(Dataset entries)
────────────────────────────────────────
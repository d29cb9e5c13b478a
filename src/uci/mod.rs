//! Universal Chess Interface (UCI) protocol pieces used by the bridge.
//!
//! Outbound: the per-query [`CommandScript`] and engine [`EngineOptions`].
//! Inbound: command parsing for in-process engines and the `bestmove` report.

pub mod command;
pub mod options;
pub mod report;
pub mod script;

pub use command::{parse_uci_command, UciCommand};
pub use options::{parse_setoption, EngineOptions, DEFAULT_THREADS};
pub use report::{find_bestmove_line, scan_bestmove, BestMove, ReportError, BESTMOVE_MARKER};
pub use script::{CommandScript, ScriptError};
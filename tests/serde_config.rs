//! Serialization of configuration and results (requires the `serde` feature).

#![cfg(feature = "serde")]

use uci_bridge::{BestMove, EngineOptions, ProcessConfig};

#[test]
fn engine_options_round_trip_through_json() {
    let options = EngineOptions::new()
        .with_hash_mb(32)
        .with_option("Move Overhead", "20");
    let json = serde_json::to_string(&options).unwrap();
    let back: EngineOptions = serde_json::from_str(&json).unwrap();
    assert_eq!(back, options);
}

#[test]
fn process_config_reads_from_json() {
    let json = r#"{
        "program": "/usr/local/bin/stockfish",
        "args": [],
        "handshake_timeout_ms": 1000,
        "search_grace_ms": 250
    }"#;
    let config: ProcessConfig = serde_json::from_str(json).unwrap();
    assert_eq!(
        config,
        ProcessConfig::new("/usr/local/bin/stockfish")
            .with_handshake_timeout_ms(1000)
            .with_search_grace_ms(250)
    );
}

#[test]
fn best_move_serializes_fields() {
    let best = BestMove {
        mv: "e2e4".to_string(),
        ponder: Some("e7e5".to_string()),
    };
    let value = serde_json::to_value(&best).unwrap();
    assert_eq!(value["mv"], "e2e4");
    assert_eq!(value["ponder"], "e7e5");
}
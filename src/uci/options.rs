#[cfg(feature = "serde")]
use serde::{Deserialize, Serialize};

/// Worker threads every query runs the engine search with.
pub const DEFAULT_THREADS: usize = 1;

/// Engine-wide settings applied during initialization.
///
/// These are delivered to the engine as `setoption` lines before any search
/// command.
#[derive(Debug, Clone, PartialEq, Eq)]
#[cfg_attr(feature = "serde", derive(Serialize, Deserialize))]
pub struct EngineOptions {
    pub threads: usize,
    pub hash_mb: Option<usize>,
    /// Additional `(name, value)` pairs, sent in insertion order.
    pub extra: Vec<(String, String)>,
}

impl EngineOptions {
    #[must_use]
    pub fn new() -> Self {
        EngineOptions {
            threads: DEFAULT_THREADS,
            hash_mb: None,
            extra: Vec::new(),
        }
    }

    #[must_use]
    pub fn with_hash_mb(mut self, mb: usize) -> Self {
        self.hash_mb = Some(mb.max(1));
        self
    }

    #[must_use]
    pub fn with_option(mut self, name: impl Into<String>, value: impl Into<String>) -> Self {
        self.extra.push((name.into(), value.into()));
        self
    }

    /// The `setoption` lines describing these options, `Threads` first.
    #[must_use]
    pub fn setoption_lines(&self) -> Vec<String> {
        let mut lines = vec![format!("setoption name Threads value {}", self.threads)];
        if let Some(mb) = self.hash_mb {
            lines.push(format!("setoption name Hash value {mb}"));
        }
        for (name, value) in &self.extra {
            lines.push(format!("setoption name {name} value {value}"));
        }
        lines
    }

    /// Apply a parsed `setoption`, as received by an engine.
    pub fn apply_setoption(&mut self, name: &str, value: Option<&str>) {
        let normalized = name.trim().to_ascii_lowercase();
        match normalized.as_str() {
            "threads" => {
                if let Some(v) = value.and_then(|v| v.parse::<usize>().ok()) {
                    self.threads = v.max(1);
                }
            }
            "hash" => {
                if let Some(v) = value.and_then(|v| v.parse::<usize>().ok()) {
                    self.hash_mb = Some(v.max(1));
                }
            }
            _ => {
                let name = name.trim();
                let value = value.unwrap_or_default().to_string();
                match self.extra.iter().position(|(n, _)| n.eq_ignore_ascii_case(name)) {
                    Some(i) => self.extra[i].1 = value,
                    None => self.extra.push((name.to_string(), value)),
                }
            }
        }
    }
}

impl Default for EngineOptions {
    fn default() -> Self {
        Self::new()
    }
}

#[must_use]
pub fn parse_setoption(parts: &[&str]) -> Option<(String, Option<String>)> {
    if parts.is_empty() || parts[0] != "setoption" {
        return None;
    }

    let mut name_parts: Vec<&str> = Vec::new();
    let mut value_parts: Vec<&str> = Vec::new();
    let mut mode = "";

    for part in parts.iter().skip(1) {
        match *part {
            "name" => mode = "name",
            "value" => mode = "value",
            _ => match mode {
                "name" => name_parts.push(part),
                "value" => value_parts.push(part),
                _ => {}
            },
        }
    }

    if name_parts.is_empty() {
        return None;
    }

    let name = name_parts.join(" ");
    let value = if value_parts.is_empty() {
        None
    } else {
        Some(value_parts.join(" "))
    };

    Some((name, value))
}
use std::env;
use std::process::ExitCode;

use uci_bridge::{ProcessConfig, ProcessEngine, QueryAdapter, SENTINEL};

fn main() -> ExitCode {
    let args: Vec<String> = env::args().collect();
    if args.len() < 4 {
        eprintln!("usage: uci_bridge <engine-path> <movetime-ms> <fen...>");
        return ExitCode::from(2);
    }

    let movetime = match args[2].parse::<i64>() {
        Ok(ms) => ms,
        Err(e) => {
            eprintln!("Error: invalid movetime '{}': {e}", args[2]);
            return ExitCode::from(2);
        }
    };
    let fen = args[3..].join(" ");

    let adapter = QueryAdapter::new(ProcessEngine::new(ProcessConfig::new(&args[1])));
    match adapter.query(&fen, movetime) {
        Ok(best) => {
            println!("{}", best.mv);
            ExitCode::SUCCESS
        }
        Err(e) => {
            eprintln!("Error: {e}");
            println!("{SENTINEL}");
            ExitCode::FAILURE
        }
    }
}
────────────────────────────────────────
▸ **What to produce**:
Every entry, from top to bottom, should be repeated word for word.

▸ **Your solution**:
repository d29cb9e5c13b478a
filename src/uci/mod.rs
//! Universal Chess Interface (UCI) protocol pieces used by the bridge.
//!
//! Outbound: the per-query [`CommandScript`] and engine [`EngineOptions`].
//! Inbound: command parsing for in-process engines and the `bestmove` report.

pub mod command;
pub mod options;
pub mod report;
pub mod script;

pub use command::{parse_uci_command, UciCommand};
pub use options::{parse_setoption, EngineOptions, DEFAULT_THREADS};
pub use report::{find_bestmove_line, scan_bestmove, BestMove, ReportError, BESTMOVE_MARKER};
pub use script::{CommandScript, ScriptError};
filename tests/serde_config.rs
//! Serialization of configuration and results (requires the `serde` feature).

#![cfg(feature = "serde")]

use uci_bridge::{BestMove, EngineOptions, ProcessConfig};

#[test]
fn engine_options_round_trip_through_json() {
    let options = EngineOptions::new()
        .with_hash_mb(32)
        .with_option("Move Overhead", "20");
    let json = serde_json::to_string(&options).unwrap();
    let back: EngineOptions = serde_json::from_str(&json).unwrap();
    assert_eq!(back, options);
}

#[test]
fn process_config_reads_from_json() {
    let json = r#"{
        "program": "/usr/local/bin/stockfish",
        "args": [],
        "handshake_timeout_ms": 1000,
        "search_grace_ms": 250
    }"#;
    let config: ProcessConfig = serde_json::from_str(json).unwrap();
    assert_eq!(
        config,
        ProcessConfig::new("/usr/local/bin/stockfish")
            .with_handshake_timeout_ms(1000)
            .with_search_grace_ms(250)
    );
}

#[test]
fn best_move_serializes_fields() {
    let best = BestMove {
        mv: "e2e4".to_string(),
        ponder: Some("e7e5".to_string()),
    };
    let value = serde_json::to_value(&best).unwrap();
    assert_eq!(value["mv"], "e2e4");
    assert_eq!(value["ponder"], "e7e5");
}
filename src/uci/options.rs
#[cfg(feature = "serde")]
use serde::{Deserialize, Serialize};

/// Worker threads every query runs the engine search with.
pub const DEFAULT_THREADS: usize = 1;

/// Engine-wide settings applied during initialization.
///
/// These are delivered to the engine as `setoption` lines before any search
/// command.
#[derive(Debug, Clone, PartialEq, Eq)]
#[cfg_attr(feature = "serde", derive(Serialize, Deserialize))]
pub struct EngineOptions {
    pub threads: usize,
    pub hash_mb: Option<usize>,
    /// Additional `(name, value)` pairs, sent in insertion order.
    pub extra: Vec<(String, String)>,
}

impl EngineOptions {
    #[must_use]
    pub fn new() -> Self {
        EngineOptions {
            threads: DEFAULT_THREADS,
            hash_mb: None,
            extra: Vec::new(),
        }
    }

    #[must_use]
    pub fn with_hash_mb(mut self, mb: usize) -> Self {
        self.hash_mb = Some(mb.max(1));
        self
    }

    #[must_use]
    pub fn with_option(mut self, name: impl Into<String>, value: impl Into<String>) -> Self {
        self.extra.push((name.into(), value.into()));
        self
    }

    /// The `setoption` lines describing these options, `Threads` first.
    #[must_use]
    pub fn setoption_lines(&self) -> Vec<String> {
        let mut lines = vec![format!("setoption name Threads value {}", self.threads)];
        if let Some(mb) = self.hash_mb {
            lines.push(format!("setoption name Hash value {mb}"));
        }
        for (name, value) in &self.extra {
            lines.push(format!("setoption name {name} value {value}"));
        }
        lines
    }

    /// Apply a parsed `setoption`, as received by an engine.
    pub fn apply_setoption(&mut self, name: &str, value: Option<&str>) {
        let normalized = name.trim().to_ascii_lowercase();
        match normalized.as_str() {
            "threads" => {
                if let Some(v) = value.and_then(|v| v.parse::<usize>().ok()) {
                    self.threads = v.max(1);
                }
            }
            "hash" => {
                if let Some(v) = value.and_then(|v| v.parse::<usize>().ok()) {
                    self.hash_mb = Some(v.max(1));
                }
            }
            _ => {
                let name = name.trim();
                let value = value.unwrap_or_default().to_string();
                match self.extra.iter().position(|(n, _)| n.eq_ignore_ascii_case(name)) {
                    Some(i) => self.extra[i].1 = value,
                    None => self.extra.push((name.to_string(), value)),
                }
            }
        }
    }
}

impl Default for EngineOptions {
    fn default() -> Self {
        Self::new()
    }
}

#[must_use]
pub fn parse_setoption(parts: &[&str]) -> Option<(String, Option<String>)> {
    if parts.is_empty() || parts[0] != "setoption" {
        return None;
    }

    let mut name_parts: Vec<&str> = Vec::new();
    let mut value_parts: Vec<&str> = Vec::new();
    let mut mode = "";

    for part in parts.iter().skip(1) {
        match *part {
            "name" => mode = "name",
            "value" => mode = "value",
            _ => match mode {
                "name" => name_parts.push(part),
                "value" => value_parts.push(part),
                _ => {}
            },
        }
    }

    if name_parts.is_empty() {
        return None;
    }

    let name = name_parts.join(" ");
    let value = if value_parts.is_empty() {
        None
    } else {
        Some(value_parts.join(" "))
    };

    Some((name, value))
}
use std::env;
use std::process::ExitCode;

use uci_bridge::{ProcessConfig, ProcessEngine, QueryAdapter, SENTINEL};

fn main() -> ExitCode {
    let args: Vec<String> = env::args().collect();
    if args.len() < 4 {
        eprintln!("usage: uci_bridge <engine-path> <movetime-ms> <fen...>");
        return ExitCode::from(2);
    }

    let movetime = match args[2].parse::<i64>() {
        Ok(ms) => ms,
        Err(e) => {
            eprintln!("Error: invalid movetime '{}': {e}", args[2]);
            return ExitCode::from(2);
        }
    };
    let fen = args[3..].join(" ");

    let adapter = QueryAdapter::new(ProcessEngine::new(ProcessConfig::new(&args[1])));
    match adapter.query(&fen, movetime) {
        Ok(best) => {
            println!("{}", best.mv);
            ExitCode::SUCCESS
        }
        Err(e) => {
            eprintln!("Error: {e}");
            println!("{SENTINEL}");
            ExitCode::FAILURE
        }
    }
}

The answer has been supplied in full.